Start of Data for processing

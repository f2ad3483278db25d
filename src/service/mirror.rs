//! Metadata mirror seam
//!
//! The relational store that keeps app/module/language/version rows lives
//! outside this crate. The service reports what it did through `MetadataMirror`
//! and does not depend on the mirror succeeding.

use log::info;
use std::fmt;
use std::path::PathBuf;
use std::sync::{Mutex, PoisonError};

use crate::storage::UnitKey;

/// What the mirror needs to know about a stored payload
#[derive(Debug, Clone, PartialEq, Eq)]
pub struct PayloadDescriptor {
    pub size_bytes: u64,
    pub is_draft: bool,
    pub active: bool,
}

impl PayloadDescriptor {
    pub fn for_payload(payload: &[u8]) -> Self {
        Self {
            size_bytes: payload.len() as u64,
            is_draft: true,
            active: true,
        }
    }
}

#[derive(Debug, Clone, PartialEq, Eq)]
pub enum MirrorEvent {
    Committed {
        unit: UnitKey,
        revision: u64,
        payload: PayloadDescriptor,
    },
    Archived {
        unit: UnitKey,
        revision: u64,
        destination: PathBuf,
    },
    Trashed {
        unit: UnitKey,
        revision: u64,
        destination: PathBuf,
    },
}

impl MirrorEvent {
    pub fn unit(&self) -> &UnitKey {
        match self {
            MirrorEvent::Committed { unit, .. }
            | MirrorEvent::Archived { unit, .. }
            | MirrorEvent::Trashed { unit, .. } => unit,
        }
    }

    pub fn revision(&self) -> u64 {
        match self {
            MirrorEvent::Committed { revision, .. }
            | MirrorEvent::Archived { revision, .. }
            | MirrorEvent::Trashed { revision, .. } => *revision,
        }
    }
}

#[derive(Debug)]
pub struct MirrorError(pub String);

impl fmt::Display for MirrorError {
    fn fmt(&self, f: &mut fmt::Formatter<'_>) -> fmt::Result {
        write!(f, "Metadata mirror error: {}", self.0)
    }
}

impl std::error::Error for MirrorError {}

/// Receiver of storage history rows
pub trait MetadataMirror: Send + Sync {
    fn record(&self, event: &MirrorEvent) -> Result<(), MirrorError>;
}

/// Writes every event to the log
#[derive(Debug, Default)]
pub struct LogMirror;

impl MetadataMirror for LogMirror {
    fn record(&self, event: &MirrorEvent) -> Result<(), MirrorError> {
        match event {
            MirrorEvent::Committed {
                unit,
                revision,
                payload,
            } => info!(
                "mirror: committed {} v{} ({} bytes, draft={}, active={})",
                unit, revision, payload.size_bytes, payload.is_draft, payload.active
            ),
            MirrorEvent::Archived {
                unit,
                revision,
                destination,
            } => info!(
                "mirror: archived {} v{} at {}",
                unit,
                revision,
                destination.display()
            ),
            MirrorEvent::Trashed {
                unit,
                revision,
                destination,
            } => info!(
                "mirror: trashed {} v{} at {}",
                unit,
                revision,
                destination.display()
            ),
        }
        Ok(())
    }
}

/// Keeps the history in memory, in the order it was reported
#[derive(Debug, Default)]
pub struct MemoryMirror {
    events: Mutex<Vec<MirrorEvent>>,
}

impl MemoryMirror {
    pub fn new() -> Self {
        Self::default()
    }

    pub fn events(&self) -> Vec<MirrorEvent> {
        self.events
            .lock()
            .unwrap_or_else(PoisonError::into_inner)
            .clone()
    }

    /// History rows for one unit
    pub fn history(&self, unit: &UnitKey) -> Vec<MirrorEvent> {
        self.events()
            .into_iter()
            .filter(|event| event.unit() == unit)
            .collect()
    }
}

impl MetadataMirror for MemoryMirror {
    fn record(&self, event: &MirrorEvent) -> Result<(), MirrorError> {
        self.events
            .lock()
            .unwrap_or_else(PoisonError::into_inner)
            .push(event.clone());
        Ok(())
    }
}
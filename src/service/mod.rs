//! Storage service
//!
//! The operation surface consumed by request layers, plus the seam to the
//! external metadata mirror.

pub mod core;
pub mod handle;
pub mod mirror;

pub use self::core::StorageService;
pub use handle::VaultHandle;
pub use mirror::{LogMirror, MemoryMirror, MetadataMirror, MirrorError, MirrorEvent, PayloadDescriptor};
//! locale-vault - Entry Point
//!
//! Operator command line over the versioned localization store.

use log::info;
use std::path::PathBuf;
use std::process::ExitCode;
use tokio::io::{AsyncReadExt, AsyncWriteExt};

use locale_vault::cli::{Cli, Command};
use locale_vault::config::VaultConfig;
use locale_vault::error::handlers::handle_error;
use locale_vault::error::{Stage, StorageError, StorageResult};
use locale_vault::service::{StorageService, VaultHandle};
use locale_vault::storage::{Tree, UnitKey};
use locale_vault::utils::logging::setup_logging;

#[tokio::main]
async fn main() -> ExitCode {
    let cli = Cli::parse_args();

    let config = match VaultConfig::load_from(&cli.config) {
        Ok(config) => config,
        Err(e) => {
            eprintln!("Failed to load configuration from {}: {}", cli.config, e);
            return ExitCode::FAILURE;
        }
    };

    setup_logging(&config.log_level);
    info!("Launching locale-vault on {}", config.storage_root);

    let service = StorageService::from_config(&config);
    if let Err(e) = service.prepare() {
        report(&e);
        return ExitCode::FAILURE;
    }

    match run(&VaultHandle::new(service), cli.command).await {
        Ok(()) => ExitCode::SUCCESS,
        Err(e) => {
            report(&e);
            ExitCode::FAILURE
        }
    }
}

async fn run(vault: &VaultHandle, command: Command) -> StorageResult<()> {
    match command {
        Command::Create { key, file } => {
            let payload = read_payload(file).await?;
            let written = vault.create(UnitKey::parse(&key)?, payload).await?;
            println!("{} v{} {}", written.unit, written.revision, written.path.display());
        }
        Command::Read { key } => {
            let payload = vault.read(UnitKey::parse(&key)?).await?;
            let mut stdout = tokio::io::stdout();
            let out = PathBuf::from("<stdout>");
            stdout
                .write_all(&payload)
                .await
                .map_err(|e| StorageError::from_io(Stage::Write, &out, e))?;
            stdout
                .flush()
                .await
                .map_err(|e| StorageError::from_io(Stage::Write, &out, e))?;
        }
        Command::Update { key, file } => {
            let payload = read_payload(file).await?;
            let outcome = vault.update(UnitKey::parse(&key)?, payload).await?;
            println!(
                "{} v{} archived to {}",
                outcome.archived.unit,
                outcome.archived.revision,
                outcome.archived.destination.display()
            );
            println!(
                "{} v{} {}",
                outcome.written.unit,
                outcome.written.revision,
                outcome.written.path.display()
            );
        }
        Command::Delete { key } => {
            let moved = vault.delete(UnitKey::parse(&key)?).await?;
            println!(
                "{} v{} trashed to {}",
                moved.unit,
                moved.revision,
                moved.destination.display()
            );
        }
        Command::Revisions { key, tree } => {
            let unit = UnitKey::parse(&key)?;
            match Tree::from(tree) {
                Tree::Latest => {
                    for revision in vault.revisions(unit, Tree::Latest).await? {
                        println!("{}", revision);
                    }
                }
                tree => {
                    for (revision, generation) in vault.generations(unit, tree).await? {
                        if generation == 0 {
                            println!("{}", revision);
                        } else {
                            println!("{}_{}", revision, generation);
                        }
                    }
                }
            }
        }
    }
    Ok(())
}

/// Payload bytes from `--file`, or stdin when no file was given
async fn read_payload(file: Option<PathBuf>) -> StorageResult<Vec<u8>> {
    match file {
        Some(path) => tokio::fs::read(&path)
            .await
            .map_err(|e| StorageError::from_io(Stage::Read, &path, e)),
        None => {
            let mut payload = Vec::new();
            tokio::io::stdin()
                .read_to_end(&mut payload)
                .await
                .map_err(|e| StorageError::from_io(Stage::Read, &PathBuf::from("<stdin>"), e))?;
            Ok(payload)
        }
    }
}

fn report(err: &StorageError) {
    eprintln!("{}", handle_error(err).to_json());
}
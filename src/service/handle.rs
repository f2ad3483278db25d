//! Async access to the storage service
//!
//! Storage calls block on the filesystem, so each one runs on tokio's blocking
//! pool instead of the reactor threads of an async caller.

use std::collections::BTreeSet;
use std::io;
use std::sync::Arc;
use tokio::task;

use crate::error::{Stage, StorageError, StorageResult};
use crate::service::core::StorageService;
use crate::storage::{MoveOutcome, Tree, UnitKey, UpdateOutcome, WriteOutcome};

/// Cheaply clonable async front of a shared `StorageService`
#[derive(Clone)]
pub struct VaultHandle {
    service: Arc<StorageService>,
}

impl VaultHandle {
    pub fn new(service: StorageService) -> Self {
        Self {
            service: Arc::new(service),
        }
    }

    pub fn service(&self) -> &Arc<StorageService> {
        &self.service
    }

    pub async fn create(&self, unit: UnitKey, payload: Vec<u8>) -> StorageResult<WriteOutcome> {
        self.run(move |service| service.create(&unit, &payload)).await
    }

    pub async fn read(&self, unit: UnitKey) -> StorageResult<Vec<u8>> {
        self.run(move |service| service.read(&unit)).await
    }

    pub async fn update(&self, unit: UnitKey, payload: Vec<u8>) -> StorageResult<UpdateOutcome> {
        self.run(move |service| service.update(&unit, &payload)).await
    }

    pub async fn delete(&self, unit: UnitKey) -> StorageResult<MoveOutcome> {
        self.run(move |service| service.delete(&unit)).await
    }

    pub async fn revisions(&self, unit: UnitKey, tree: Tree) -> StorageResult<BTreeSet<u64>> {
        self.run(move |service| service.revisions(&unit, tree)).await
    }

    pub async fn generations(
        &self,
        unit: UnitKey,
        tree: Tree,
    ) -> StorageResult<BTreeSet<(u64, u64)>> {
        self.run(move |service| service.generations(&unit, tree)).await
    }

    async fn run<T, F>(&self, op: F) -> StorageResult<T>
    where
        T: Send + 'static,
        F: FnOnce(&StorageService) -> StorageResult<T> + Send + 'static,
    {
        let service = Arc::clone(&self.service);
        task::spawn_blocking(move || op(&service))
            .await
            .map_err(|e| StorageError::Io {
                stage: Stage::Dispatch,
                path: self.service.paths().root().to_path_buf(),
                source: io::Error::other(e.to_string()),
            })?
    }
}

End of Data for processing

# Activity
In the records above, how many lines contain the string "MetadataMirror"? Only that number should be written.

# Result of the task
5